-- DATASET CONTENT follows --

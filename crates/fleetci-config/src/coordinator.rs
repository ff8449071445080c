//! Coordinator configuration.

use kdl::KdlDocument;
use serde::{Deserialize, Serialize};
use std::net::SocketAddr;
use std::path::Path;

use crate::logging::{LogFormat, parse_log_format};
use crate::nodes::{all_string_args, required_bool, required_string, required_u64};
use crate::{ConfigError, ConfigResult};

/// How running jobs are treated when the coordinator shuts down.
#[derive(Debug, Clone, PartialEq, Eq, Serialize, Deserialize)]
pub struct ShutdownConfig {
    /// Wait for running jobs to finish before closing channels.
    pub wait_for_jobs: bool,
    /// Cancel running jobs instead of pausing them.
    pub force: bool,
    /// Ceiling on the wait for running jobs.
    pub drain_timeout_secs: u64,
    /// How often to re-check running jobs while waiting.
    pub poll_interval_secs: u64,
}

impl Default for ShutdownConfig {
    fn default() -> Self {
        Self {
            wait_for_jobs: true,
            force: false,
            drain_timeout_secs: 300,
            poll_interval_secs: 5,
        }
    }
}

/// Coordinator-wide configuration.
#[derive(Debug, Clone, PartialEq, Eq, Serialize, Deserialize)]
pub struct CoordinatorConfig {
    pub listen: SocketAddr,
    /// PostgreSQL URL. In-memory storage is used when absent.
    pub database_url: Option<String>,
    /// Tokens agents may authenticate with.
    pub agent_tokens: Vec<String>,
    /// Hex-encoded 32-byte key for credential encryption.
    pub encryption_key: Option<String>,
    /// Accept credentials stored before encryption was enabled.
    pub allow_plaintext_credentials: bool,
    /// Timezone used for cron schedules when the settings store has none.
    pub default_timezone: String,
    /// Seconds without a heartbeat before an agent is considered gone.
    pub heartbeat_timeout_secs: u64,
    pub shutdown: ShutdownConfig,
    pub log_format: LogFormat,
}

impl Default for CoordinatorConfig {
    fn default() -> Self {
        Self {
            listen: SocketAddr::from(([0, 0, 0, 0], 3000)),
            database_url: None,
            agent_tokens: Vec::new(),
            encryption_key: None,
            allow_plaintext_credentials: false,
            default_timezone: fleetci_core::settings::DEFAULT_TIMEZONE.to_string(),
            heartbeat_timeout_secs: 90,
            shutdown: ShutdownConfig::default(),
            log_format: LogFormat::Text,
        }
    }
}

/// Parse coordinator configuration from KDL text.
pub fn parse_coordinator_config(kdl: &str) -> ConfigResult<CoordinatorConfig> {
    let doc: KdlDocument = kdl.parse()?;
    let mut config = CoordinatorConfig::default();

    for node in doc.nodes() {
        match node.name().value() {
            "listen" => {
                let raw = required_string(node)?;
                config.listen = raw.parse().map_err(|_| ConfigError::InvalidValue {
                    field: "listen".to_string(),
                    message: format!("not a socket address: {}", raw),
                })?;
            }
            "database-url" => config.database_url = Some(required_string(node)?),
            "agent-token" => {
                for token in all_string_args(node) {
                    if config.agent_tokens.contains(&token) {
                        return Err(ConfigError::Duplicate("agent-token".to_string()));
                    }
                    config.agent_tokens.push(token);
                }
            }
            "encryption-key" => {
                let key = required_string(node)?;
                validate_key(&key)?;
                config.encryption_key = Some(key);
            }
            "allow-plaintext-credentials" => {
                config.allow_plaintext_credentials = required_bool(node)?;
            }
            "default-timezone" => config.default_timezone = required_string(node)?,
            "heartbeat-timeout" => config.heartbeat_timeout_secs = required_u64(node)?,
            "log-format" => config.log_format = parse_log_format(node)?,
            "shutdown" => {
                if let Some(children) = node.children() {
                    for child in children.nodes() {
                        match child.name().value() {
                            "wait-for-jobs" => config.shutdown.wait_for_jobs = required_bool(child)?,
                            "force" => config.shutdown.force = required_bool(child)?,
                            "drain-timeout" => {
                                config.shutdown.drain_timeout_secs = required_u64(child)?
                            }
                            "poll-interval" => {
                                config.shutdown.poll_interval_secs = required_u64(child)?.max(1)
                            }
                            _ => {}
                        }
                    }
                }
            }
            _ => {} // Ignore unknown nodes
        }
    }

    Ok(config)
}

/// Read and parse a coordinator configuration file.
pub fn load_coordinator_config(path: impl AsRef<Path>) -> ConfigResult<CoordinatorConfig> {
    let content = std::fs::read_to_string(path)?;
    parse_coordinator_config(&content)
}

fn validate_key(key: &str) -> ConfigResult<()> {
    let invalid = |message: &str| ConfigError::InvalidValue {
        field: "encryption-key".to_string(),
        message: message.to_string(),
    };
    let bytes = hex::decode(key).map_err(|_| invalid("must be hex encoded"))?;
    if bytes.len() != 32 {
        return Err(invalid("must decode to 32 bytes"));
    }
    Ok(())
}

-- DATASET CONTENT concluded --

- _WORK TASK_
In the listing, find every line with the word "impl" and return it.

- _WRITTEN ANSWER_
impl Default for ShutdownConfig {
impl Default for CoordinatorConfig {
pub fn load_coordinator_config(path: impl AsRef<Path>) -> ConfigResult<CoordinatorConfig> {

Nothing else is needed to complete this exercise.